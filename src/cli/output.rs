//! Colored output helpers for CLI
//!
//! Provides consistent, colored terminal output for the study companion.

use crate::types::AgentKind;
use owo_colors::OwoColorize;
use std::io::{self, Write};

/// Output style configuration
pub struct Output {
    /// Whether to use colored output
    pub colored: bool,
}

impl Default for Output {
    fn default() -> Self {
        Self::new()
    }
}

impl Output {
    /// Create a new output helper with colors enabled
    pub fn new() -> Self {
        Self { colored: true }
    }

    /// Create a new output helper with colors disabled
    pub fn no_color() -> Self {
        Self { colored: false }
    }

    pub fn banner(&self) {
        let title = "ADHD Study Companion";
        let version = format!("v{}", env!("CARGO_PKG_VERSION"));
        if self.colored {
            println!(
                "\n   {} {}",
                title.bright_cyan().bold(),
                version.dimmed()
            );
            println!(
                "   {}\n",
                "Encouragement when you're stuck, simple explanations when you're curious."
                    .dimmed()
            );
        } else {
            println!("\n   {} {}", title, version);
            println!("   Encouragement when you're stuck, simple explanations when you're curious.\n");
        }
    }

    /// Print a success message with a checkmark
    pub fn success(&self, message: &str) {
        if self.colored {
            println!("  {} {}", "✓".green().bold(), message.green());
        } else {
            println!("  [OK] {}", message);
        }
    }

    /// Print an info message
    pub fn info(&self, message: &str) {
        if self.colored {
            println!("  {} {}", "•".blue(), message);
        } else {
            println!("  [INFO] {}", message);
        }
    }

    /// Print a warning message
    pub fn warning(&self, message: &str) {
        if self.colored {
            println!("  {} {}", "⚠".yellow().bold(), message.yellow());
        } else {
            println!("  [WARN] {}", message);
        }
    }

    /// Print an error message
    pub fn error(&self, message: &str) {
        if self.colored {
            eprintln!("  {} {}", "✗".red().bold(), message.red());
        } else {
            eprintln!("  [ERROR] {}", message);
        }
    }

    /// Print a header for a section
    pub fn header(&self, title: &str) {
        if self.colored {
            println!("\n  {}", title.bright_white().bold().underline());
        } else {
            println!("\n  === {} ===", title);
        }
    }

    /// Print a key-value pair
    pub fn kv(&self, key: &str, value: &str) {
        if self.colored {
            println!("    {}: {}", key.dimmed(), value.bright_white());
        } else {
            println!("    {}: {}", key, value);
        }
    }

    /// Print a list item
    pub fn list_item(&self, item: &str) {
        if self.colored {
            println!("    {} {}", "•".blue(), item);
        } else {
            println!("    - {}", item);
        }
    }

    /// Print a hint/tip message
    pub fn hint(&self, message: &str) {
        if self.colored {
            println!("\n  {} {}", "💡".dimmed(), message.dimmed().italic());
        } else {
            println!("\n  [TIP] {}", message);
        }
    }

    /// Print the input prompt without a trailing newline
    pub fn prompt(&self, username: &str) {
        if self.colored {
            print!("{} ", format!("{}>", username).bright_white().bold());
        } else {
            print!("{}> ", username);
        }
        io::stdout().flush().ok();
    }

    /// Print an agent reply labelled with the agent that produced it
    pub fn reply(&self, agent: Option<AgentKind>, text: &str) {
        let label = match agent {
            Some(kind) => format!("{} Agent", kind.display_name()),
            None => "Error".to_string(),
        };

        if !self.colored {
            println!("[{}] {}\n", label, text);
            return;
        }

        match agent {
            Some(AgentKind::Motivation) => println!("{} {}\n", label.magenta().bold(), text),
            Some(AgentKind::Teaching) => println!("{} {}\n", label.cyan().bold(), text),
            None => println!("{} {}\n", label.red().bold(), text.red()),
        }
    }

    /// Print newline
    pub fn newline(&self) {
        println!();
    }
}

|---|

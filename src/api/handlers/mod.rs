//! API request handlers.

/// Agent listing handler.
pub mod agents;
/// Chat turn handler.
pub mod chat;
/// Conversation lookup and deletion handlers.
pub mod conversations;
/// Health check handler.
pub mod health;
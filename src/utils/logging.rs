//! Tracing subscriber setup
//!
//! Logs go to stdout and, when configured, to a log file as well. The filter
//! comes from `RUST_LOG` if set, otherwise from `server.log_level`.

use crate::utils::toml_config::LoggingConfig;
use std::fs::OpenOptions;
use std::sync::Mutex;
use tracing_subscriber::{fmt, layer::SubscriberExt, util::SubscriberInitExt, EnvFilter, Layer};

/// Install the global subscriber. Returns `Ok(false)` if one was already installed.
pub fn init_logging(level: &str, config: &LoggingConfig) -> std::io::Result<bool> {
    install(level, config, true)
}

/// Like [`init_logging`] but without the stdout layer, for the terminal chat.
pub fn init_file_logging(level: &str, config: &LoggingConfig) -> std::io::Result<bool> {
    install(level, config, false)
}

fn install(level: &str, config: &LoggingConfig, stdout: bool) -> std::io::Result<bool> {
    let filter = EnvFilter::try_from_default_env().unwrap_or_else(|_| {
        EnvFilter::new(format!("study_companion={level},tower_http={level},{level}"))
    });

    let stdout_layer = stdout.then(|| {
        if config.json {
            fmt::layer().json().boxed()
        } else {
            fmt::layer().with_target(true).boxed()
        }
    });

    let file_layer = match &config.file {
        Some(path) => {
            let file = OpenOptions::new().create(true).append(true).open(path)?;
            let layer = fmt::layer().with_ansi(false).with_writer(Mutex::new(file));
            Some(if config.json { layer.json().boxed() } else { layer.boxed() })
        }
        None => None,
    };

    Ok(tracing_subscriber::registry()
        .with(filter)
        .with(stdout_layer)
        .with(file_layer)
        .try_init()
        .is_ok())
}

|---|

Exercise details.
In the listing above, locate the line containing "use owo_colors::OwoColorize;" and the line containing "version.dimmed()". Transcribe those two lines and everything between them, exactly as written.

Task result.
use owo_colors::OwoColorize;
use std::io::{self, Write};

/// Output style configuration
pub struct Output {
    /// Whether to use colored output
    pub colored: bool,
}

impl Default for Output {
    fn default() -> Self {
        Self::new()
    }
}

impl Output {
    /// Create a new output helper with colors enabled
    pub fn new() -> Self {
        Self { colored: true }
    }

    /// Create a new output helper with colors disabled
    pub fn no_color() -> Self {
        Self { colored: false }
    }

    pub fn banner(&self) {
        let title = "ADHD Study Companion";
        let version = format!("v{}", env!("CARGO_PKG_VERSION"));
        if self.colored {
            println!(
                "\n   {} {}",
                title.bright_cyan().bold(),
                version.dimmed()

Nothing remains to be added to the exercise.